[ad_1]

There are so many things that school didn’t teach us, credit being one of them. Ironically, it is one of the single most important lessons that you’ll need in order to survive in the world today.

In an interview with Black Enterprise, credit and financial counselor, Will Roundtree, shares why credit is so important; the difference between business and personal credit; and what you need to do in order to get your credit in order.

Black Enterprise: Why is credit so important?

Will Roundtree: Understanding the meaning of credit is the first hurdle to get over. Credit is simply a tool, in layman’s terms. Once that has been established, the principles on why it is so important can, then, be discussed. Credit is essential to our lives. We need it to purchase homes, automobiles, apply for apartments and many more day-to-day requirements that allow us to move around in every aspect of our lives. Credit is vital to the lifeline of our personal lives and our business lives. 

credit

Will Roundtree

What is the difference between personal credit and business credit? 

The difference between personal and business credit is not far removed from each other. The major difference is that your personal credit is based on your Social Security number and your business credit is based on your EIN, which is your Employee Identification Number. Your personal credit is generated and curated by three major credit bureaus. They are Experian, Transunion, and Equifax. Each bureau has its own way of reporting information. 

Your personal credit is used for personal expenditures and has a direct impact on your daily life. If you pay your bills on time and apply a healthy knowledge to your credit responsibilities, you have an unhindered buying power. However, on the flip side of that, if you do not pay your bills on time, you will adversely affect your ability to purchase life’s necessities and therefore, have obstacles in your way when deciding to make major decisions for your life.

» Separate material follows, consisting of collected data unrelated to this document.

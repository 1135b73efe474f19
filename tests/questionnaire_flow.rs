mod common;

use actix_web::{http::StatusCode, test};
use avaliacao_api::types::evaluation::{AnswerInput, RManagerDecision, RSubmitQuestionnaire};
use avaliacao_api::workflow::{DecisionAction, RespondentType};
use common::{client::auth_header, client::TestClient, test_data, TestContext};
use serde_json::Value;
use uuid::Uuid;

async fn create_evaluation(
    db: &avaliacao_api::db::postgres_service::PostgresService,
    funcionario: Uuid,
    avaliador: Uuid,
) -> String {
    let payload = test_data::sample_evaluation(funcionario, avaliador, "2026-S1");
    avaliacao_api::service::evaluation::create_evaluation(db, payload)
        .await
        .expect("Failed to create evaluation")
        .id
        .to_string()
}

fn submit_body(respondente: RespondentType, respostas: Vec<AnswerInput>) -> RSubmitQuestionnaire {
    RSubmitQuestionnaire {
        respondente_tipo: respondente,
        respostas,
    }
}

#[tokio::test]
async fn test_collaborator_submission_moves_to_manager_queue() {
    println!("\n\n[+] Running test: test_collaborator_submission_moves_to_manager_queue");
    let ctx = TestContext::new().await;
    let client = TestClient::new(ctx.db.clone());
    let app = test::init_service(client.create_app()).await;

    let funcionario = client.create_test_user("user").await;
    let avaliador = client.create_test_user("manager").await;
    let id = create_evaluation(&ctx.db, funcionario, avaliador).await;

    let body = submit_body(
        RespondentType::Collaborator,
        vec![
            test_data::scored_answer(1, 8.0),
            test_data::scored_answer(2, 6.0),
        ],
    );
    let req = test::TestRequest::post()
        .uri(&format!("/avaliacoes/{id}/questionario"))
        .insert_header(auth_header())
        .set_json(&body)
        .to_request();
    let resp = test::call_service(&app, req).await;
    println!("[<] Received response with status: {}", resp.status());
    assert_eq!(resp.status(), StatusCode::OK);

    let body: Value = test::read_body_json(resp).await;
    println!("[<] Response body: {}", body);
    assert_eq!(body["data"]["status"], "awaiting_manager");
    // No settings seeded, so simple average applies.
    assert_eq!(body["data"]["media_geral"], 7.0);
    assert_eq!(body["data"]["pontuacao_total"], 14.0);

    // The reviewer is told, and the operation survived the dead mail endpoint.
    let notifications = ctx.db.notifications_for_user(avaliador).await.unwrap();
    let submissions: Vec<_> = notifications
        .iter()
        .filter(|n| n.tipo == "submissao")
        .collect();
    assert_eq!(submissions.len(), 1);
    assert!(!submissions[0].enviada_email);
    println!("[/] Test passed: submission flow complete.");
}

#[tokio::test]
async fn test_resubmitting_a_question_overwrites_the_answer() {
    let ctx = TestContext::new().await;
    let client = TestClient::new(ctx.db.clone());
    let app = test::init_service(client.create_app()).await;

    let funcionario = client.create_test_user("user").await;
    let avaliador = client.create_test_user("manager").await;
    let id = create_evaluation(&ctx.db, funcionario, avaliador).await;
    let uuid = Uuid::parse_str(&id).unwrap();

    // First pass straight through the db layer so the status gate stays open.
    ctx.db
        .upsert_answers(
            uuid,
            RespondentType::Collaborator,
            &[test_data::scored_answer(1, 4.0)],
        )
        .await
        .unwrap();

    let body = submit_body(
        RespondentType::Collaborator,
        vec![
            test_data::scored_answer(1, 9.0),
            test_data::scored_answer(2, 7.0),
        ],
    );
    let req = test::TestRequest::post()
        .uri(&format!("/avaliacoes/{id}/questionario"))
        .insert_header(auth_header())
        .set_json(&body)
        .to_request();
    assert_eq!(test::call_service(&app, req).await.status(), StatusCode::OK);

    let answers = ctx.db.answers_for_evaluation(uuid).await.unwrap();
    assert_eq!(answers.len(), 2);
    assert_eq!(answers[0].pergunta_id, 1);
    assert_eq!(answers[0].nota, Some(9.0));
}

#[tokio::test]
async fn test_submission_is_gated_by_status() {
    let ctx = TestContext::new().await;
    let client = TestClient::new(ctx.db.clone());
    let app = test::init_service(client.create_app()).await;

    let funcionario = client.create_test_user("user").await;
    let avaliador = client.create_test_user("manager").await;
    let id = create_evaluation(&ctx.db, funcionario, avaliador).await;

    // Manager cannot answer while the collaborator still holds the pen.
    let body = submit_body(
        RespondentType::Manager,
        vec![test_data::scored_answer(1, 5.0)],
    );
    let req = test::TestRequest::post()
        .uri(&format!("/avaliacoes/{id}/questionario"))
        .insert_header(auth_header())
        .set_json(&body)
        .to_request();
    assert_eq!(
        test::call_service(&app, req).await.status(),
        StatusCode::UNPROCESSABLE_ENTITY
    );

    // Empty submissions are caller mistakes.
    let body = submit_body(RespondentType::Collaborator, vec![]);
    let req = test::TestRequest::post()
        .uri(&format!("/avaliacoes/{id}/questionario"))
        .insert_header(auth_header())
        .set_json(&body)
        .to_request();
    assert_eq!(
        test::call_service(&app, req).await.status(),
        StatusCode::BAD_REQUEST
    );
}

#[tokio::test]
async fn test_manager_submission_closes_as_approved() {
    let ctx = TestContext::new().await;
    let client = TestClient::new(ctx.db.clone());
    let app = test::init_service(client.create_app()).await;

    let funcionario = client.create_test_user("user").await;
    let avaliador = client.create_test_user("manager").await;
    let id = create_evaluation(&ctx.db, funcionario, avaliador).await;

    let body = submit_body(
        RespondentType::Collaborator,
        vec![test_data::scored_answer(1, 8.0)],
    );
    let req = test::TestRequest::post()
        .uri(&format!("/avaliacoes/{id}/questionario"))
        .insert_header(auth_header())
        .set_json(&body)
        .to_request();
    assert_eq!(test::call_service(&app, req).await.status(), StatusCode::OK);

    let body = submit_body(
        RespondentType::Manager,
        vec![test_data::scored_answer(1, 7.0)],
    );
    let req = test::TestRequest::post()
        .uri(&format!("/avaliacoes/{id}/questionario"))
        .insert_header(auth_header())
        .set_json(&body)
        .to_request();
    let resp = test::call_service(&app, req).await;
    assert_eq!(resp.status(), StatusCode::OK);
    let body: Value = test::read_body_json(resp).await;
    assert_eq!(body["data"]["status"], "approved");

    let approvals = ctx.db.notifications_for_user(funcionario).await.unwrap();
    assert!(approvals.iter().any(|n| n.tipo == "aprovacao"));
}

#[tokio::test]
async fn test_return_for_adjustment_relays_the_reason() {
    println!("\n\n[+] Running test: test_return_for_adjustment_relays_the_reason");
    let ctx = TestContext::new().await;
    let client = TestClient::new(ctx.db.clone());
    let app = test::init_service(client.create_app()).await;

    let funcionario = client.create_test_user("user").await;
    let avaliador = client.create_test_user("manager").await;
    let id = create_evaluation(&ctx.db, funcionario, avaliador).await;

    let body = submit_body(
        RespondentType::Collaborator,
        vec![test_data::scored_answer(1, 8.0)],
    );
    let req = test::TestRequest::post()
        .uri(&format!("/avaliacoes/{id}/questionario"))
        .insert_header(auth_header())
        .set_json(&body)
        .to_request();
    assert_eq!(test::call_service(&app, req).await.status(), StatusCode::OK);

    // Return without a reason is refused.
    let decision = RManagerDecision {
        acao: DecisionAction::Return,
        comentario_avaliador: None,
        motivo_devolucao: None,
    };
    let req = test::TestRequest::post()
        .uri(&format!("/avaliacoes/{id}/decisao"))
        .insert_header(auth_header())
        .set_json(&decision)
        .to_request();
    assert_eq!(
        test::call_service(&app, req).await.status(),
        StatusCode::BAD_REQUEST
    );

    let motivo = "Faltam evidências nas metas do trimestre.";
    let decision = RManagerDecision {
        acao: DecisionAction::Return,
        comentario_avaliador: Some("Rever seção de metas.".to_string()),
        motivo_devolucao: Some(motivo.to_string()),
    };
    let req = test::TestRequest::post()
        .uri(&format!("/avaliacoes/{id}/decisao"))
        .insert_header(auth_header())
        .set_json(&decision)
        .to_request();
    let resp = test::call_service(&app, req).await;
    assert_eq!(resp.status(), StatusCode::OK);
    let body: Value = test::read_body_json(resp).await;
    assert_eq!(body["data"]["status"], "returned_for_adjustment");

    // The reviewee reads exactly what the manager wrote.
    let notifications = ctx.db.notifications_for_user(funcionario).await.unwrap();
    let devolucao = notifications
        .iter()
        .find(|n| n.tipo == "devolucao")
        .expect("missing return notification");
    assert_eq!(devolucao.mensagem, motivo);

    // The manager comment landed in its designated answer slot.
    let uuid = Uuid::parse_str(&id).unwrap();
    let answers = ctx.db.answers_for_evaluation(uuid).await.unwrap();
    assert!(answers
        .iter()
        .any(|a| a.pergunta_id == 15 && a.respondente_tipo == "manager"));

    // Approving out of returned_for_adjustment is legal.
    let decision = RManagerDecision {
        acao: DecisionAction::Approve,
        comentario_avaliador: None,
        motivo_devolucao: None,
    };
    let req = test::TestRequest::post()
        .uri(&format!("/avaliacoes/{id}/decisao"))
        .insert_header(auth_header())
        .set_json(&decision)
        .to_request();
    let resp = test::call_service(&app, req).await;
    assert_eq!(resp.status(), StatusCode::OK);
    let body: Value = test::read_body_json(resp).await;
    assert_eq!(body["data"]["status"], "approved");
    println!("[/] Test passed: return and approve cycle complete.");
}

#[tokio::test]
async fn test_decision_on_fresh_evaluation_is_premature() {
    let ctx = TestContext::new().await;
    let client = TestClient::new(ctx.db.clone());
    let app = test::init_service(client.create_app()).await;

    let funcionario = client.create_test_user("user").await;
    let avaliador = client.create_test_user("manager").await;
    let id = create_evaluation(&ctx.db, funcionario, avaliador).await;

    let decision = RManagerDecision {
        acao: DecisionAction::Approve,
        comentario_avaliador: None,
        motivo_devolucao: None,
    };
    let req = test::TestRequest::post()
        .uri(&format!("/avaliacoes/{id}/decisao"))
        .insert_header(auth_header())
        .set_json(&decision)
        .to_request();
    assert_eq!(
        test::call_service(&app, req).await.status(),
        StatusCode::UNPROCESSABLE_ENTITY
    );
}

For business credit, there is a completely different scoring model and a completely different credit reporting agency. Business credit is used, solely, for the purpose of business creditworthiness. The bureaus for business credit are Experian Credit, Equifax Credit, Dun and Bradstreet, and SBFE, which stands for Small Business Financial Exchange. These agencies monitor the financial responsibilities you adhere to when doing business while using credit.  

 How do you help people with credit?

I assist my clients in various ways. My No. 1 way is through credit education. My main focus is to generate knowledge on the subject of credit, especially in the black and minority communities. One of the things I have learned over the course of my journey is that we are economically undereducated in relation to credit, and I teach that if you truly understand the power of credit, you can always leverage it to create wealth. Additionally, I teach the understanding of credit strategies. This aspect is useful when I let people know that credit can always be rebuilt, restored, and repaired. Because believe it or not, the biggest misconception about credit is that it cannot be fixed or that people have to live with the bruises that can happen sometimes when dealing with credit. I simply try to make sure that I cover all aspects of credit when I am out in the community and educate them on their options. 

What are three things that people should focus on to build up their credit?

Make your payments on time. Payment history makes up 35%of your credit score, and even one late payment can drop your score significantly. To ensure a strong score, make all payments on time.

Make sure your credit usage is below 30%. This strategy is at the top of my list. Credit usage makes up 30% of our score. Credit usage is the amount of credit you have used based on the amount of credit you have available. Anytime you have over 30% credit usage, your score will drop. I like to tell people that having high credit usage is not the end of the day. They just have to lower that particular factor. Lowering it below 30% is ideal in most situations.

If there is anything negative showing on your report, it can be disputed. One of the things people may not be aware of, per the FCRA (Fair Credit Reporting Act) is that they have the right to dispute anything that reports as negative, inaccurate, incomplete, or unverifiable.  For example, you have a debt for $513.23. When disputing that debt ethically and legally and the price cannot be proven down to the penny, that company reporting that account has to legally remove or delete it from your credit report.